Tranne certe emozioni che ti rimangono conficcate nel cuore.

Quel che non si fa praticamente mai è provare a capire l’altro, a mettersi nei panni dell’altro.
E senza “ascolto” ogni confonto è vano.

Io non divido il mondo in destra e sinistra, ma fra chi rispetta gli altri e chi no.

Parole -centro del mio centro-
che dalla tua gola giungono alla mia.
Parole che mi sento nel cervello,
nel cuore, fra le cosce & nel midollo.

-Che triste stasera Milano..ti vorrei così tanto
-Se mi faccio due ore di strada me lo dai un abbraccio lungo 10 minuti?

Ho risposto di sì.

Amate voi stessi, che di gente che vi odia non ve ne mancherà mai.

Un Uccello per stregarmi
un Uccello per godermi
un Uccello per amarmi e nel buio sollazzarmi

Anna TolKien Salvaje
La Compagnia dell’Uccello

Sedetevi voi dalla parte della ragione e da quella del torto, ché io preferisco sdraiarmi e fare all’amore.

Tuitter è il posto dove puoi essere etichettata femminista, grillina, comunista, maschilista, di destra, persino piddina nello stesso giorno.

Funziona come nel reale: ti attesto, pur virtualmente, amicizia leale, ma se mi deludi te ne vai a fanculo.
Virtuale. Ma sempre fanculo.

E ogni volta che ti guardo e sorrido
ritorna
– potente –
quella sera d’estate.

La notte non è di chi dorme.
La notte è dei lupi. Degli insonni.
E degli amanti.

La satira deve essere brutta, nauseare, far schifo. Non deve “far ridere”.
Altrimenti è parodia, bagaglino o cabaret.
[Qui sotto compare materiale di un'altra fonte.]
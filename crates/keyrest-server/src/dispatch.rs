//! Per-request decode and invoke.
//!
//! Each matched request gets a fresh [`HandlerInfo`] from its route. The
//! info owns the zero-valued request record, fills it by decoding the raw
//! request ([`HandlerInfo::parse`]) and hands it to the business handler
//! ([`HandlerInfo::invoke`]). A record that fails to decode never reaches
//! the handler.

use std::future::Future;
use std::pin::Pin;
use std::sync::Arc;

use bytes::Bytes;
use keyrest_codec::{decode, Decodable, DecodeError, PathBindings, RawRequest};
use keyrest_core::{RequestContext, RestError, RestResult};
use serde::Serialize;

/// Type alias for a boxed, sendable future.
pub type BoxFuture<T> = Pin<Box<dyn Future<Output = T> + Send>>;

/// A type-erased business handler for one record type.
pub type HandlerFn<S, Req, Res> =
    Arc<dyn Fn(Arc<S>, RequestContext, Req) -> BoxFuture<RestResult<Res>> + Send + Sync>;

/// Decode-then-invoke state for a single request.
pub struct HandlerInfo<S, Req, Res> {
    argument: Req,
    handler: HandlerFn<S, Req, Res>,
}

impl<S, Req, Res> HandlerInfo<S, Req, Res>
where
    S: Send + Sync + 'static,
    Req: Decodable,
    Res: Serialize + Send + 'static,
{
    /// Creates an info holding a zero-valued record.
    #[must_use]
    pub fn new(handler: HandlerFn<S, Req, Res>) -> Self {
        Self {
            argument: Req::default(),
            handler,
        }
    }

    /// The record as decoded so far.
    #[must_use]
    pub fn argument(&self) -> &Req {
        &self.argument
    }

    /// Decodes `request` into the record.
    ///
    /// On error the record keeps its previous value.
    pub fn parse(&mut self, request: &RawRequest, bindings: &PathBindings) -> Result<(), DecodeError> {
        self.argument = decode::<Req>(request, bindings)?;
        Ok(())
    }

    /// Calls the business handler with the decoded record.
    pub async fn invoke(self, state: Arc<S>, ctx: RequestContext) -> RestResult<Res> {
        (self.handler)(state, ctx, self.argument).await
    }
}

/// Object-safe view of a [`HandlerInfo`], so routes with different record
/// types can share one table.
pub trait Dispatch<S>: Send {
    /// Operation name of the record type.
    fn operation(&self) -> &'static str;

    /// See [`HandlerInfo::parse`].
    fn parse(&mut self, request: &RawRequest, bindings: &PathBindings) -> Result<(), DecodeError>;

    /// Invokes the handler and JSON-encodes its result.
    fn invoke_json(self: Box<Self>, state: Arc<S>, ctx: RequestContext) -> BoxFuture<RestResult<Bytes>>;
}

impl<S, Req, Res> Dispatch<S> for HandlerInfo<S, Req, Res>
where
    S: Send + Sync + 'static,
    Req: Decodable,
    Res: Serialize + Send + 'static,
{
    fn operation(&self) -> &'static str {
        Req::OPERATION
    }

    fn parse(&mut self, request: &RawRequest, bindings: &PathBindings) -> Result<(), DecodeError> {
        HandlerInfo::parse(self, request, bindings)
    }

    fn invoke_json(self: Box<Self>, state: Arc<S>, ctx: RequestContext) -> BoxFuture<RestResult<Bytes>> {
        Box::pin(async move {
            let response = (*self).invoke(state, ctx).await?;
            serde_json::to_vec(&response)
                .map(Bytes::from)
                .map_err(|e| RestError::internal_with_source("failed to encode response", e))
        })
    }
}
È da bambini che s’associa l’amore a chi soddisfa i nostri bisogni.
E pretendendo quel tipo d’amore ci si rivela immaturi.
Ché l’amore si dona.

«Se sembra un’anatra, nuota come un’anatra, starnazza come un’anatra, allora probabilmente è un’anatra»
Questa l’unica norma utile in amore!

E dentro te lo sai che puoi respirare meglio e forte solo se il tuo petto è soffocato e compresso in quell’abbraccio.
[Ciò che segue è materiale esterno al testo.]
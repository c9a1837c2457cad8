//! JSON response builders.

use bytes::Bytes;
use http::header::{HeaderValue, CONTENT_TYPE};
use http::{Response, StatusCode};
use http_body_util::Full;
use keyrest_core::ErrorEnvelope;

/// Type alias for HTTP response body.
pub type ResponseBody = Full<Bytes>;

/// Type alias for the HTTP response.
pub type HttpResponse = Response<ResponseBody>;

const APPLICATION_JSON: &str = "application/json";

/// Builds a JSON response from an already encoded body.
#[must_use]
pub fn json_response(status: StatusCode, body: Bytes) -> HttpResponse {
    let mut response = Response::new(Full::new(body));
    *response.status_mut() = status;
    response
        .headers_mut()
        .insert(CONTENT_TYPE, HeaderValue::from_static(APPLICATION_JSON));
    response
}

/// Builds an error response carrying `envelope`.
#[must_use]
pub fn error_response(status: StatusCode, envelope: &ErrorEnvelope) -> HttpResponse {
    let body = serde_json::to_vec(envelope).unwrap_or_else(|_| {
        br#"{"error":{"code":"INTERNAL_ERROR","message":"failed to encode error"}}"#.to_vec()
    });
    json_response(status, Bytes::from(body))
}

#[cfg(test)]
mod tests {
    use super::*;
    use http_body_util::BodyExt;

    #[tokio::test]
    async fn test_error_response_shape() {
        let envelope = ErrorEnvelope::new("NOT_FOUND", "no route").with_request_id("r-1");
        let response = error_response(StatusCode::NOT_FOUND, &envelope);

        assert_eq!(response.status(), StatusCode::NOT_FOUND);
        assert_eq!(response.headers()[CONTENT_TYPE], APPLICATION_JSON);

        let body = response.into_body().collect().await.unwrap().to_bytes();
        let json: serde_json::Value = serde_json::from_slice(&body).unwrap();
        assert_eq!(json["error"]["code"], "NOT_FOUND");
        assert_eq!(json["request_id"], "r-1");
        assert!(json["error"].get("category").is_none());
    }
}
Non ricordo quando ho iniziato ad amarti né so quanto riuscirò
Ché le volte che mi dico “più di così non posso” un attimo dopo ti amo di più

Il sesso tecnicamente è sempre uguale: posizioni e orifizi riempiti, gira e rigira, son sempre quelli.
La poesia è nell’aria e negli occhi.

C’è un candore che torna
ogni volta che ami
e che nessuna stridula voce
emersa
dalle fogne del nulla
riesce a sporcare.

Lui di là che studia.
Io qui distesa, in attesa dell’ora di porno.
Ah.. Croce e delizia, stare “col ragazzo giovane”, amiche!

Le pagine della vita si girano, non si strappano.
Perché altrimenti diventano ferite.

E già nell’istante in cui prendi atto che ami lo sai, se sarà gioia o tormento.
Perché, se sarà gioia, mentre ti dici che l’ami sorridi.